PROPHETS IN THE DARK

How Xerox Reinvented Itself and Beat Back the Japanese

by David Kearns & David Nadler

Pub Date: June 1st, 1992
ISBN: 0-88730-564-4

An insider's earnest report on how Xerox won, lost, and regained control of the multibillion-dollar global market it launched in plain-paper copiers. In collaboration with business-consultant Nadler, Kearns (Xerox's CEO from 1982 to 1990) presents the Xerox turnabout as a paradigm of the war between US industry and its offshore rivals, most notably the Japanese. He begins, however, with an engaging account of xerography's origins and wonder years. From a near standing start in 1959, when it introduced the 914 office copier, Xerox became an overnight success story. While annual revenues topped $1 billion by 1968, prosperity brought complacency. During the late 1970's, the company lost ground to the Japanese, and, by 1982, when Kearns took command, Xerox's piece of the worldwide action in copiers had been halved, to just over 40%, and the company was in real danger of floundering. With support from a small circle of aides (so-called ``prophets in the dark''), Kearns mounted a remarkable comeback campaign built on a thoroughgoing commitment to quality—and the Series 10 machines that enabled Xerox to regain market share.

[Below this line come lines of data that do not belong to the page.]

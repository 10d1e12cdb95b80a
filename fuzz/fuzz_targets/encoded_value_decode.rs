//! Fuzz target for `EncodedValue` parsing
//!
//! Arbitrary bytes must never panic the parser or anything that takes an
//! accepted value apart.
//!
//! # Invariants
//!
//! - An accepted value re-encodes to exactly the input bytes
//! - Every element of an accepted list is itself a complete value
//! - Padded parsing accepts whatever strict parsing accepts

#![no_main]

use libfuzzer_sys::fuzz_target;
use sealink_encoding::{Dictionary, EncodedValue, Tag, UnsignedBigInt};

fuzz_target!(|data: &[u8]| {
    let Ok(value) = EncodedValue::from_bytes(data) else {
        return;
    };

    assert_eq!(value.to_bytes(), data, "accepted value must re-encode byte for byte");
    assert_eq!(EncodedValue::from_padded_bytes(data).as_ref(), Ok(&value));

    match value.tag() {
        Tag::List => {
            if let Ok(items) = value.as_list() {
                let total: usize = items.iter().map(EncodedValue::encoded_len).sum();
                assert_eq!(total, value.len());
            }
        },
        Tag::Dictionary => {
            let _ = value.decode::<Dictionary>();
        },
        Tag::UnsignedBigInt => {
            let _ = value.decode::<UnsignedBigInt>();
        },
        _ => {
            let _ = value.decode::<i64>();
            let _ = value.decode::<bool>();
            let _ = value.decode::<String>();
        },
    }
});
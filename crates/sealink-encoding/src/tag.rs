//! Value tags.
//!
//! The first byte of every encoded value names its semantic kind. Tags are
//! part of the wire contract and are never renumbered.

use std::fmt;

/// Semantic kind of an encoded value.
///
/// Tags below `0x80` are structural primitives. `0x80` and above are
/// domain kinds (big integers and cryptographic material) whose payload
/// format is defined by the type that owns them.
#[repr(u8)]
#[derive(Debug, Clone, Copy, PartialEq, Eq, Hash, PartialOrd, Ord)]
pub enum Tag {
    /// Raw byte string. UTF-8 strings use this tag too.
    Bytes = 0x00,
    /// 64-bit signed integer, 8 bytes big-endian two's complement.
    Int = 0x01,
    /// Boolean, exactly one byte `0x00` or `0x01`.
    Bool = 0x02,
    /// Concatenation of full element encodings.
    List = 0x03,
    /// Alternating key/value elements with unique byte-string keys.
    Dictionary = 0x04,
    /// Variable-width big-endian magnitude.
    UnsignedBigInt = 0x80,
    /// Symmetric key material.
    SymmetricKey = 0x90,
    /// Public key (encryption or signature verification).
    PublicKey = 0x91,
    /// Private key.
    PrivateKey = 0x92,
    /// Detached signature.
    Signature = 0x93,
}

impl Tag {
    /// All known tags, in byte order.
    pub const ALL: [Self; 10] = [
        Self::Bytes,
        Self::Int,
        Self::Bool,
        Self::List,
        Self::Dictionary,
        Self::UnsignedBigInt,
        Self::SymmetricKey,
        Self::PublicKey,
        Self::PrivateKey,
        Self::Signature,
    ];

    /// Convert from a wire byte. Returns `None` for unassigned bytes.
    #[must_use]
    pub const fn from_u8(byte: u8) -> Option<Self> {
        match byte {
            0x00 => Some(Self::Bytes),
            0x01 => Some(Self::Int),
            0x02 => Some(Self::Bool),
            0x03 => Some(Self::List),
            0x04 => Some(Self::Dictionary),
            0x80 => Some(Self::UnsignedBigInt),
            0x90 => Some(Self::SymmetricKey),
            0x91 => Some(Self::PublicKey),
            0x92 => Some(Self::PrivateKey),
            0x93 => Some(Self::Signature),
            _ => None,
        }
    }

    /// Wire byte for this tag.
    #[must_use]
    pub const fn to_u8(self) -> u8 {
        self as u8
    }

    /// Whether values with this tag carry nested encoded values.
    #[must_use]
    pub const fn is_container(self) -> bool {
        matches!(self, Self::List | Self::Dictionary)
    }
}

impl fmt::Display for Tag {
    fn fmt(&self, f: &mut fmt::Formatter<'_>) -> fmt::Result {
        let name = match self {
            Self::Bytes => "bytes",
            Self::Int => "int",
            Self::Bool => "bool",
            Self::List => "list",
            Self::Dictionary => "dictionary",
            Self::UnsignedBigInt => "unsigned-big-int",
            Self::SymmetricKey => "symmetric-key",
            Self::PublicKey => "public-key",
            Self::PrivateKey => "private-key",
            Self::Signature => "signature",
        };
        f.write_str(name)
    }
}
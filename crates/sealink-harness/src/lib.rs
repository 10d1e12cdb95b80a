//! Deterministic simulation harness for sealink protocol testing.
//!
//! Simulated devices, a FIFO network that seals oblivious-channel traffic
//! with the channel keys the devices actually agreed on, and fault
//! injection. One seeded environment drives every random draw, so a seed
//! reproduces a run exactly.
//!
//! # Invariant Testing
//!
//! The `invariants` module checks properties after every delivery, whatever
//! the interleaving. Use [`InvariantRegistry::standard()`] for the
//! channel-creation invariants.

#![forbid(unsafe_code)]
#![warn(missing_docs)]

pub mod device;
pub mod error;
pub mod fault;
pub mod invariants;
pub mod network;
pub mod scenario;
pub mod sim_env;

pub use device::{ContactStatus, SimChannel, SimDevice};
pub use error::{HarnessError, PartyId};
pub use fault::{Fault, FaultInjector};
pub use invariants::{
    ChannelView, ConfirmedChannelAgreement, DeviceSnapshot, Invariant, InvariantRegistry,
    InvariantResult, NetworkSnapshot, NoSelfChannel, TrackedInstancesStored, Violation,
};
pub use network::{Delivery, DropReason, Dropped, Outcome, SimNetwork, SimParty};
pub use scenario::{Scenario, ScenarioKind, ScenarioReport, Setup};
pub use sim_env::SimEnv;
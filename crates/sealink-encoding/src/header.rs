//! Value header with zero-copy parsing.
//!
//! Every encoded value starts with a fixed 5-byte header: one tag byte and a
//! big-endian `u32` payload length. The header is cast directly from the
//! input buffer; the payload is never copied to read it.

use zerocopy::{FromBytes, Immutable, IntoBytes, KnownLayout};

use crate::{
    Tag,
    errors::{DecodeError, Result},
};

/// Fixed 5-byte value header (Big Endian)
///
/// Fields are raw byte arrays so the struct has alignment 1 and every 5-byte
/// pattern is a valid header. Tag validity is checked by [`Self::tag`], not
/// by the cast.
#[repr(C, packed)]
#[derive(Clone, Copy, FromBytes, IntoBytes, KnownLayout, Immutable)]
pub struct ValueHeader {
    tag: u8,
    length: [u8; 4],
}

impl ValueHeader {
    /// Size of the serialized header
    pub const SIZE: usize = 5;

    /// Create a header for a payload of `length` bytes.
    #[must_use]
    pub fn new(tag: Tag, length: u32) -> Self {
        Self { tag: tag.to_u8(), length: length.to_be_bytes() }
    }

    /// Cast the first [`Self::SIZE`] bytes of `bytes` to a header.
    ///
    /// # Errors
    ///
    /// `DecodeError::TooShort` if fewer than 5 bytes are available. The tag
    /// byte is not validated here.
    pub fn from_prefix(bytes: &[u8]) -> Result<&Self> {
        Self::ref_from_prefix(bytes)
            .map(|(header, _)| header)
            .map_err(|_| DecodeError::TooShort { expected: Self::SIZE, actual: bytes.len() })
    }

    /// Raw tag byte.
    #[must_use]
    pub fn raw_tag(&self) -> u8 {
        self.tag
    }

    /// Validated tag.
    ///
    /// # Errors
    ///
    /// `DecodeError::UnknownTag` for unassigned tag bytes.
    pub fn tag(&self) -> Result<Tag> {
        Tag::from_u8(self.tag).ok_or(DecodeError::UnknownTag(self.tag))
    }

    /// Declared payload length.
    #[must_use]
    pub fn length(&self) -> u32 {
        u32::from_be_bytes(self.length)
    }

    /// Header as wire bytes.
    #[must_use]
    pub fn to_bytes(&self) -> [u8; Self::SIZE] {
        let mut out = [0u8; Self::SIZE];
        out.copy_from_slice(self.as_bytes());
        out
    }
}

impl std::fmt::Debug for ValueHeader {
    fn fmt(&self, f: &mut std::fmt::Formatter<'_>) -> std::fmt::Result {
        f.debug_struct("ValueHeader")
            .field("tag", &format_args!("{:#04x}", self.raw_tag()))
            .field("length", &self.length())
            .finish()
    }
}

The collateral benefits of the makeover were impressive by any standard. By the late 1980's, the company had slashed assembly costs by almost 50% while doubling output and improving performance by substantive margins. Kearns attributes Xerox's new-found capacity to beat Asian adversaries at their own game to many factors, including innovative production techniques, greater receptivity to new ideas, and a multinational approach to manufacturing as well as marketing. Whether Xerox's recovery is unique or may serve as a model for others, though, is difficult to determine from the authors' commentaries, which are longer on broad perspectives than practical advisories. Valuable, if solemn, first-person insights on the price of renewal from a professional executive who knows the territory. (Sixteen pages of b&w photos—not seen.)